BRIEF DESCRIPTION OF THE DRAWINGS
[0017] FIG. 1 is a diagram of a system for creating a voice model
for a particular speaker in accordance with an embodiment of the
invention.
[0018] FIG. 2 is a diagram of a system for substituting appropriate
spoken language for inappropriate spoken language in accordance
with an embodiment of the invention.
[0019] FIG. 3 is a diagram of a user interface for selecting
desired prosodic characteristics in accordance with an embodiment
of the invention.
[0020] FIG. 4 is a diagram of a methodology for processing a speech
signal in accordance with an embodiment of the invention.
[0021] FIG. 5 is a diagram of a computing system for implementing
one or more steps and/or components in accordance with one or more
embodiments of the invention.
DETAILED DESCRIPTION OF THE INVENTION
[0022] Principles of the present invention will be described herein
in the context of telephone conversations. It is to be appreciated,
however, that the principles of the present invention are not
limited to use in telephone conversations but rather may be applied
in accordance with any suitable voice channels where it is
desirable to modify the quality of speech. For this reason,
numerous modifications can be made to the embodiments shown that
are within the scope of the present invention. That is, no
limitations with respect to the specific embodiments described
herein are intended or should be inferred.
[0023] As used herein, the term "prosody" is a characteristic of a
spoken utterance and may refer to one or more of the rhythm,
stress, and intonation of speech. Prosody may reflect various
features of the speaker or the utterance including, but not limited
to: the emotional state of a speaker; whether an utterance is a
statement, a question, or a command; whether the speaker is being
ironic or sarcastic; emphasis, contrast, and focus; or other
elements of language that may not be encoded by grammar or choice
of vocabulary. In terms of acoustics, the "prosodies" of oral
languages involve variation in syllable length, loudness, pitch,
and the formant frequencies of speech sounds.

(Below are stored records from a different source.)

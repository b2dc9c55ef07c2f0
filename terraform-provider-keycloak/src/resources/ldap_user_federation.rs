use super::non_empty;
use crate::resource::Resource;
use crate::schema::{Attribute, AttributeType, Schema};
use crate::state::ProviderState;
use async_trait::async_trait;
use keycloak_domain::domain::{
    entities::{
        LdapUserFederation, SearchScope, CACHE_POLICIES, EDIT_MODES, TRUSTSTORE_SPI_MODES, VENDORS,
    },
    errors::DomainResult,
    values::{
        durations_equivalent, format_duration_millis, parse_duration_millis,
        parse_ldap_user_federation_import_id,
    },
};
use serde::{Deserialize, Serialize};

#[derive(Debug, Clone, Default, PartialEq, Serialize, Deserialize)]
#[serde(default)]
pub struct LdapUserFederationModel {
    pub id: Option<String>,
    pub realm_id: String,
    pub name: String,
    pub enabled: bool,
    pub priority: i32,
    pub import_enabled: bool,
    pub edit_mode: String,
    pub sync_registrations: bool,
    pub vendor: String,
    pub username_ldap_attribute: String,
    pub rdn_ldap_attribute: String,
    pub uuid_ldap_attribute: String,
    pub user_object_classes: Vec<String>,
    pub connection_url: String,
    pub users_dn: String,
    pub bind_dn: Option<String>,
    pub bind_credential: Option<String>,
    pub custom_user_search_filter: Option<String>,
    pub search_scope: String,
    pub validate_password_policy: bool,
    pub use_truststore_spi: String,
    pub connection_timeout: Option<String>,
    pub read_timeout: Option<String>,
    pub pagination: bool,
    pub batch_size_for_sync: i32,
    pub full_sync_period: i32,
    pub changed_sync_period: i32,
    pub cache_policy: String,
}

fn millis_from_duration(value: &Option<String>) -> DomainResult<Option<i64>> {
    non_empty(value.clone())
        .map(|duration| parse_duration_millis(&duration))
        .transpose()
}

fn duration_from_millis(millis: Option<i64>, known: &Option<String>) -> Option<String> {
    let formatted = format_duration_millis(millis?);
    match known {
        Some(known) if durations_equivalent(known, &formatted) => Some(known.clone()),
        _ => Some(formatted),
    }
}

impl LdapUserFederationModel {
    fn to_entity(&self) -> DomainResult<LdapUserFederation> {
        Ok(LdapUserFederation {
            id: non_empty(self.id.clone()),
            realm_id: self.realm_id.clone(),
            name: self.name.clone(),
            enabled: self.enabled,
            priority: self.priority,
            import_enabled: self.import_enabled,
            edit_mode: self.edit_mode.clone(),
            sync_registrations: self.sync_registrations,
            vendor: self.vendor.clone(),
            username_ldap_attribute: self.username_ldap_attribute.clone(),
            rdn_ldap_attribute: self.rdn_ldap_attribute.clone(),
            uuid_ldap_attribute: self.uuid_ldap_attribute.clone(),
            user_object_classes: self.user_object_classes.clone(),
            connection_url: self.connection_url.clone(),
            users_dn: self.users_dn.clone(),
            bind_dn: non_empty(self.bind_dn.clone()),
            bind_credential: non_empty(self.bind_credential.clone()),
            custom_user_search_filter: non_empty(self.custom_user_search_filter.clone()),
            search_scope: SearchScope::parse(&self.search_scope)?,
            validate_password_policy: self.validate_password_policy,
            use_truststore_spi: self.use_truststore_spi.clone(),
            connection_timeout_ms: millis_from_duration(&self.connection_timeout)?,
            read_timeout_ms: millis_from_duration(&self.read_timeout)?,
            pagination: self.pagination,
            batch_size_for_sync: self.batch_size_for_sync,
            full_sync_period: self.full_sync_period,
            changed_sync_period: self.changed_sync_period,
            cache_policy: self.cache_policy.clone(),
        })
    }

    fn from_entity(federation: LdapUserFederation, known: Option<&Self>) -> Self {
        let known_timeout = |pick: fn(&Self) -> &Option<String>| {
            known.map(pick).cloned().flatten()
        };

        Self {
            id: federation.id,
            realm_id: federation.realm_id,
            name: federation.name,
            enabled: federation.enabled,
            priority: federation.priority,
            import_enabled: federation.import_enabled,
            edit_mode: federation.edit_mode,
            sync_registrations: federation.sync_registrations,
            vendor: federation.vendor,
            username_ldap_attribute: federation.username_ldap_attribute,
            rdn_ldap_attribute: federation.rdn_ldap_attribute,
            uuid_ldap_attribute: federation.uuid_ldap_attribute,
            user_object_classes: federation.user_object_classes,
            connection_url: federation.connection_url,
            users_dn: federation.users_dn,
            bind_dn: federation.bind_dn,
            bind_credential: federation.bind_credential,
            custom_user_search_filter: federation.custom_user_search_filter,
            search_scope: federation.search_scope.as_str().to_string(),
            validate_password_policy: federation.validate_password_policy,
            use_truststore_spi: federation.use_truststore_spi,
            connection_timeout: duration_from_millis(
                federation.connection_timeout_ms,
                &known_timeout(|k| &k.connection_timeout),
            ),
            read_timeout: duration_from_millis(
                federation.read_timeout_ms,
                &known_timeout(|k| &k.read_timeout),
            ),
            pagination: federation.pagination,
            batch_size_for_sync: federation.batch_size_for_sync,
            full_sync_period: federation.full_sync_period,
            changed_sync_period: federation.changed_sync_period,
            cache_policy: federation.cache_policy,
        }
    }
}

pub struct LdapUserFederationResource;

#[async_trait]
impl Resource for LdapUserFederationResource {
    type Model = LdapUserFederationModel;

    fn type_name(&self) -> &'static str {
        "keycloak_ldap_user_federation"
    }

    fn schema(&self) -> Schema {
        let defaults = LdapUserFederation::default();

        Schema::resource("LDAP user federation provider")
            .attribute("realm_id", Attribute::string().required().force_new())
            .attribute("name", Attribute::string().required())
            .attribute("enabled", Attribute::bool().default(true))
            .attribute("priority", Attribute::int().default(0))
            .attribute("import_enabled", Attribute::bool().default(true))
            .attribute(
                "edit_mode",
                Attribute::string().default(defaults.edit_mode).one_of(EDIT_MODES),
            )
            .attribute("sync_registrations", Attribute::bool().default(false))
            .attribute(
                "vendor",
                Attribute::string().default(defaults.vendor).one_of(VENDORS),
            )
            .attribute("username_ldap_attribute", Attribute::string().required())
            .attribute("rdn_ldap_attribute", Attribute::string().required())
            .attribute("uuid_ldap_attribute", Attribute::string().required())
            .attribute(
                "user_object_classes",
                Attribute::list(AttributeType::String).required(),
            )
            .attribute("connection_url", Attribute::string().required())
            .attribute("users_dn", Attribute::string().required())
            .attribute("bind_dn", Attribute::string())
            .attribute("bind_credential", Attribute::string().sensitive())
            .attribute("custom_user_search_filter", Attribute::string())
            .attribute(
                "search_scope",
                Attribute::string()
                    .default(SearchScope::OneLevel.as_str())
                    .one_of(SearchScope::VALUES),
            )
            .attribute("validate_password_policy", Attribute::bool().default(false))
            .attribute(
                "use_truststore_spi",
                Attribute::string()
                    .default(defaults.use_truststore_spi)
                    .one_of(TRUSTSTORE_SPI_MODES),
            )
            .attribute("connection_timeout", Attribute::duration())
            .attribute("read_timeout", Attribute::duration())
            .attribute("pagination", Attribute::bool().default(true))
            .attribute(
                "batch_size_for_sync",
                Attribute::int().default(defaults.batch_size_for_sync),
            )
            .attribute(
                "full_sync_period",
                Attribute::int().default(defaults.full_sync_period),
            )
            .attribute(
                "changed_sync_period",
                Attribute::int().default(defaults.changed_sync_period),
            )
            .attribute(
                "cache_policy",
                Attribute::string()
                    .default(defaults.cache_policy)
                    .one_of(CACHE_POLICIES),
            )
    }

    fn validate(&self, model: &LdapUserFederationModel) -> DomainResult<()> {
        model.to_entity()?.validate()
    }

    async fn create(
        &self,
        state: &ProviderState,
        planned: LdapUserFederationModel,
    ) -> DomainResult<LdapUserFederationModel> {
        let mut federation = state
            .user_federation_service
            .create_ldap_user_federation(&planned.to_entity()?)
            .await?;
        federation.restore_bind_credential(planned.bind_credential.as_deref());
        Ok(LdapUserFederationModel::from_entity(federation, Some(&planned)))
    }

    async fn read(
        &self,
        state: &ProviderState,
        current: LdapUserFederationModel,
    ) -> DomainResult<Option<LdapUserFederationModel>> {
        let Some(id) = non_empty(current.id.clone()) else {
            return Ok(None);
        };
        let Some(mut federation) = state
            .user_federation_service
            .get_ldap_user_federation(&current.realm_id, &id)
            .await?
        else {
            return Ok(None);
        };

        federation.restore_bind_credential(current.bind_credential.as_deref());
        Ok(Some(LdapUserFederationModel::from_entity(federation, Some(&current))))
    }

    async fn update(
        &self,
        state: &ProviderState,
        prior: LdapUserFederationModel,
        mut planned: LdapUserFederationModel,
    ) -> DomainResult<LdapUserFederationModel> {
        planned.id = prior.id;
        let mut federation = state
            .user_federation_service
            .update_ldap_user_federation(&planned.to_entity()?)
            .await?;
        federation.restore_bind_credential(planned.bind_credential.as_deref());
        Ok(LdapUserFederationModel::from_entity(federation, Some(&planned)))
    }

    async fn delete(&self, state: &ProviderState, current: LdapUserFederationModel) -> DomainResult<()> {
        let Some(id) = non_empty(current.id) else {
            return Ok(());
        };
        state
            .user_federation_service
            .delete_ldap_user_federation(&current.realm_id, &id)
            .await
    }

    fn import(&self, id: &str) -> DomainResult<LdapUserFederationModel> {
        let (realm_id, id) = parse_ldap_user_federation_import_id(id)?;
        Ok(LdapUserFederationModel {
            id: Some(id),
            realm_id,
            search_scope: SearchScope::OneLevel.as_str().to_string(),
            ..Default::default()
        })
    }
}

#[cfg(test)]
mod tests {
    use super::*;

    fn model() -> LdapUserFederationModel {
        LdapUserFederationModel {
            realm_id: "r1".to_string(),
            name: "openldap".to_string(),
            enabled: true,
            edit_mode: "READ_ONLY".to_string(),
            vendor: "OTHER".to_string(),
            username_ldap_attribute: "cn".to_string(),
            rdn_ldap_attribute: "cn".to_string(),
            uuid_ldap_attribute: "entryDN".to_string(),
            user_object_classes: vec!["simpleSecurityObject".to_string()],
            connection_url: "ldap://openldap".to_string(),
            users_dn: "dc=example,dc=org".to_string(),
            search_scope: "ONE_LEVEL".to_string(),
            use_truststore_spi: "ldapsOnly".to_string(),
            cache_policy: "DEFAULT".to_string(),
            connection_timeout: Some("5s".to_string()),
            ..Default::default()
        }
    }

    #[test]
    fn timeouts_travel_as_milliseconds() {
        let federation = model().to_entity().unwrap();
        assert_eq!(federation.connection_timeout_ms, Some(5_000));
        assert_eq!(federation.read_timeout_ms, None);

        let known = LdapUserFederationModel {
            connection_timeout: Some("5000ms".to_string()),
            ..model()
        };
        let read = LdapUserFederationModel::from_entity(federation, Some(&known));
        assert_eq!(read.connection_timeout.as_deref(), Some("5000ms"));
    }

    #[test]
    fn bind_dn_requires_a_credential() {
        let model = LdapUserFederationModel {
            bind_dn: Some("cn=admin,dc=example,dc=org".to_string()),
            ..model()
        };
        assert_eq!(
            LdapUserFederationResource.validate(&model).unwrap_err().to_string(),
            "validation error: authentication requires both BindDN and BindCredential to be set"
        );
    }

    #[test]
    fn search_scope_is_an_enum() {
        let model = LdapUserFederationModel {
            search_scope: "DEEP".to_string(),
            ..model()
        };
        assert_eq!(
            model.to_entity().unwrap_err().to_string(),
            "expected search_scope to be one of [ONE_LEVEL SUBTREE], got DEEP"
        );
    }
}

[0024] The phrase "speech quality," as used herein, is intended to
generally refer to a perceivable mood or emotion of the speech,
e.g., happy speech, sad speech, enthusiastic speech, bland speech,
etc., rather than quality of speech in the sense of transmission
errors, noise, distortion and losses due to low bit-rate coding and
packet transmission, etc. Also, "speech quality" as used herein may
refer to a perceivable intention of the speech, e.g., command,
question, sarcasm, irony, etc., that is conveyed by means other
than what is conveyed by choice of grammar and vocabulary.

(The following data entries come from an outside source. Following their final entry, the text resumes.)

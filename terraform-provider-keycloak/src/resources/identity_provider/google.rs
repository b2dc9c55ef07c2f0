use super::{IdentityProviderBaseModel, IdentityProviderModel};
use crate::resources::non_empty;
use crate::schema::{Attribute, Schema};
use keycloak_domain::domain::{
    entities::{GoogleConfig, IdentityProvider, IdentityProviderConfig},
    errors::DomainResult,
};
use serde::{Deserialize, Serialize};

const DEFAULT_SCOPES: &str = "openid profile email";

#[derive(Debug, Clone, Default, PartialEq, Serialize, Deserialize)]
#[serde(default)]
pub struct GoogleIdentityProviderModel {
    #[serde(flatten)]
    pub base: IdentityProviderBaseModel,
    pub client_id: String,
    pub client_secret: String,
    pub hosted_domain: Option<String>,
    pub use_user_ip_param: bool,
    pub request_refresh_token: bool,
    pub disable_user_info: bool,
    pub accepts_prompt_none_forward_from_client: bool,
    pub default_scopes: Option<String>,
}

impl IdentityProviderModel for GoogleIdentityProviderModel {
    const TYPE_NAME: &'static str = "keycloak_oidc_google_identity_provider";

    fn specific_schema() -> Schema {
        Schema::new("A Google identity provider")
            .attribute("alias", Attribute::string().default("google").force_new())
            .attribute("client_id", Attribute::string().required())
            .attribute("client_secret", Attribute::string().required().sensitive())
            .attribute("hosted_domain", Attribute::string())
            .attribute("use_user_ip_param", Attribute::bool().default(false))
            .attribute("request_refresh_token", Attribute::bool().default(false))
            .attribute("disable_user_info", Attribute::bool().default(false))
            .attribute(
                "accepts_prompt_none_forward_from_client",
                Attribute::bool().default(false),
            )
            .attribute("default_scopes", Attribute::string().default(DEFAULT_SCOPES))
    }

    fn base(&self) -> &IdentityProviderBaseModel {
        &self.base
    }

    fn base_mut(&mut self) -> &mut IdentityProviderBaseModel {
        &mut self.base
    }

    fn provider_id(&self) -> String {
        "google".to_string()
    }

    fn to_config(&self) -> DomainResult<IdentityProviderConfig> {
        Ok(IdentityProviderConfig::Google(GoogleConfig {
            common: self.base.common_config(),
            client_id: self.client_id.clone(),
            client_secret: self.client_secret.clone(),
            hosted_domain: non_empty(self.hosted_domain.clone()),
            user_ip: self.use_user_ip_param,
            offline_access: self.request_refresh_token,
            disable_user_info: self.disable_user_info,
            accepts_prompt_none_forward_from_client: self.accepts_prompt_none_forward_from_client,
            default_scope: non_empty(self.default_scopes.clone())
                .unwrap_or_else(|| DEFAULT_SCOPES.to_string()),
            extra_config: self.base.extra_config.clone(),
        }))
    }

    fn from_entity(idp: &IdentityProvider) -> Option<Self> {
        let IdentityProviderConfig::Google(config) = &idp.config else {
            return None;
        };

        Some(Self {
            base: IdentityProviderBaseModel::from_entity(idp, &config.common, &config.extra_config),
            client_id: config.client_id.clone(),
            client_secret: config.client_secret.clone(),
            hosted_domain: config.hosted_domain.clone(),
            use_user_ip_param: config.user_ip,
            request_refresh_token: config.offline_access,
            disable_user_info: config.disable_user_info,
            accepts_prompt_none_forward_from_client: config.accepts_prompt_none_forward_from_client,
            default_scopes: Some(config.default_scope.clone()),
        })
    }
}
impl AttributeType {
    fn accepts(&self, value: &Value) -> bool {
        match (self, value) {
            (_, Value::Null) => true,
            (AttributeType::String, Value::String(_)) => true,
            (AttributeType::Bool, Value::Bool(_)) => true,
            (AttributeType::Int, Value::Number(n)) => n.is_i64(),
            (AttributeType::List(elem) | AttributeType::Set(elem), Value::Array(items)) => {
                items.iter().all(|item| elem.accepts(item))
            }
            (AttributeType::Map(elem), Value::Object(entries)) => {
                entries.values().all(|item| elem.accepts(item))
            }
            (AttributeType::Object(_), Value::Object(_)) => true,
            _ => false,
        }
    }

    fn name(&self) -> &'static str {
        match self {
            AttributeType::String => "string",
            AttributeType::Bool => "bool",
            AttributeType::Int => "number",
            AttributeType::List(_) => "list",
            AttributeType::Set(_) => "set",
            AttributeType::Map(_) => "map",
            AttributeType::Object(_) => "object",
        }
    }
}

#[derive(Debug, Clone)]
pub enum Validator {
    OneOf(Vec<&'static str>),
    /// Go-style duration string such as `"1h30m"`.
    Duration,
    Custom(fn(&Value) -> Result<(), String>),
}

impl Validator {
    fn check(&self, name: &str, value: &Value) -> Result<(), String> {
        match (self, value) {
            (Validator::OneOf(allowed), Value::String(s)) => {
                if allowed.contains(&s.as_str()) {
                    Ok(())
                } else {
                    Err(DomainError::invalid_value(name, allowed, s).to_string())
                }
            }
            (Validator::Duration, Value::String(s)) => parse_duration_seconds(s)
                .map(|_| ())
                .map_err(|err| format!("{name}: {err}")),
            (Validator::Custom(check), value) => check(value),
            _ => Ok(()),
        }
    }
}

/// Treats two values as equal when planning, so no diff is shown.
#[derive(Debug, Clone, Copy, PartialEq, Eq)]
pub enum DiffSuppress {
    Duration,
    CaseInsensitive,
}

impl DiffSuppress {
    fn suppresses(&self, old: &Value, new: &Value) -> bool {
        match (self, old, new) {
            (DiffSuppress::Duration, Value::String(a), Value::String(b)) => {
                durations_equivalent(a, b)
            }
            (DiffSuppress::CaseInsensitive, Value::String(a), Value::String(b)) => {
                a.eq_ignore_ascii_case(b)
            }
            _ => false,
        }
    }
}

#[derive(Debug, Clone, Serialize)]
pub struct Attribute {
    #[serde(rename = "type")]
    pub attr_type: AttributeType,
    #[serde(skip_serializing_if = "String::is_empty")]
    pub description: String,
    pub required: bool,
    pub optional: bool,
    pub computed: bool,
    #[serde(skip_serializing_if = "Option::is_none")]
    pub default: Option<Value>,
    pub force_new: bool,
    pub sensitive: bool,
    #[serde(skip_serializing_if = "Vec::is_empty")]
    pub conflicts_with: Vec<String>,
    #[serde(skip)]
    pub validators: Vec<Validator>,
    #[serde(skip)]
    pub diff_suppress: Option<DiffSuppress>,
}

[0025] It is to be understood that when it is stated herein that a
spoken utterance is obtained, compared, modified, presented, or
manipulated in some other manner, it is generally understood to
mean that one or more electrical signals representative of the
spoken utterance are obtained, compared, modified, presented, or
manipulated in some other manner using speech signal input,
processing, and output techniques.
[0026] Illustrative embodiments of the invention overcome the
drawbacks mentioned above in the background section, as well as
other drawbacks, by providing for use of voice morphing (altering)
techniques to emphasize key points in a speech sample and to
selectively convert a speaker's voice to exhibit one quality rather
than another quality, by way of example only, convert bland speech
to enthusiastic speech.
[0027] This enables users to more effectively conduct business
using the voice channel of the telephone, even when their voice of
their mood (as manifested in their voice) is not in best form.

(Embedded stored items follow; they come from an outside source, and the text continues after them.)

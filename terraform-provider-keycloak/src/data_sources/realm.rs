use super::DataSource;
use crate::error::ProviderResult;
use crate::resource::ResourceData;
use crate::resources::realm::{realm_schema, RealmModel, TYPE_NAME};
use crate::schema::Schema;
use crate::state::ProviderState;
use async_trait::async_trait;
use keycloak_domain::domain::errors::DomainError;

pub struct RealmDataSource;

#[async_trait]
impl DataSource for RealmDataSource {
    fn type_name(&self) -> &'static str {
        TYPE_NAME
    }

    fn schema(&self) -> Schema {
        realm_schema().as_data_source(&["realm"])
    }

    async fn read(&self, state: &ProviderState, config: &ResourceData) -> ProviderResult<ResourceData> {
        let name = config
            .get("realm")
            .and_then(|realm| realm.as_str())
            .unwrap_or_default();

        let realm = state
            .realm_service
            .get_realm(name)
            .await?
            .ok_or_else(|| DomainError::not_found("Realm", name))?;

        ResourceData::encode(&RealmModel::from_entity(realm, None), &self.schema())
    }
}

#[cfg(test)]
mod tests {
    use super::*;

    #[test]
    fn only_the_realm_name_is_an_input() {
        let schema = RealmDataSource.schema();
        assert!(schema.get("realm").unwrap().required);
        assert!(schema.get("enabled").unwrap().computed);
        assert!(schema.get("enabled").unwrap().default.is_none());
        assert!(!schema.get("realm").unwrap().force_new);
    }
}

[0028] Furthermore, illustrative embodiments of the invention allow
a user to indicate how he/she wants his/her voice to sound during a
conversation. The system can also automatically determine how the
user should appropriately sound, given the context of the material
spoken. This can be accomplished by analyzing the content of what
the speaker is saying and then creating a "voice match" for how the
speaker should sound to make points more appropriately.
[0029] Still further, illustrative embodiments of the invention can
also automatically analyze prior "successful" or "unsuccessful"
conversations, as marked by the speaker. The prosody and voice
quality of the "successful" conversations can then be mapped to
future conversations on similar topics.
[0030] Also, illustrative embodiments of the invention can create
different voice models that reflect emotional states, for example,
"happy voice," serious voice," etc.
[0031] Users can indicate a priori how they want their voice to
"sound" in a particular conversation (e.g., enthusiastic,
disappointed, etc.).
[0032] Illustrative embodiments of the invention can also
automatically determine how the user should appropriately sound,
given the context of the material spoken. This can be accomplished
by analyzing the content of what the speaker is saying (using
speech recognition and text analytics) and then creating a "voice
match" for how the speaker should sound to make points more
appropriately.
[0033] To establish the baseline of "target voices," a user creates
models of his/her voice in the desired modes, for example,
"cheerful," "serious," etc. The user thereby has a customized set
of voice models, where the only dimension that is being modified is
"perceived emotion."
[0034] Another option in creating voice models that reflect
different emotional states can be done as a "background" data
collection, rather than an "explicit" data collection. Users can be
speaking as a function of their normal activities, and "mark"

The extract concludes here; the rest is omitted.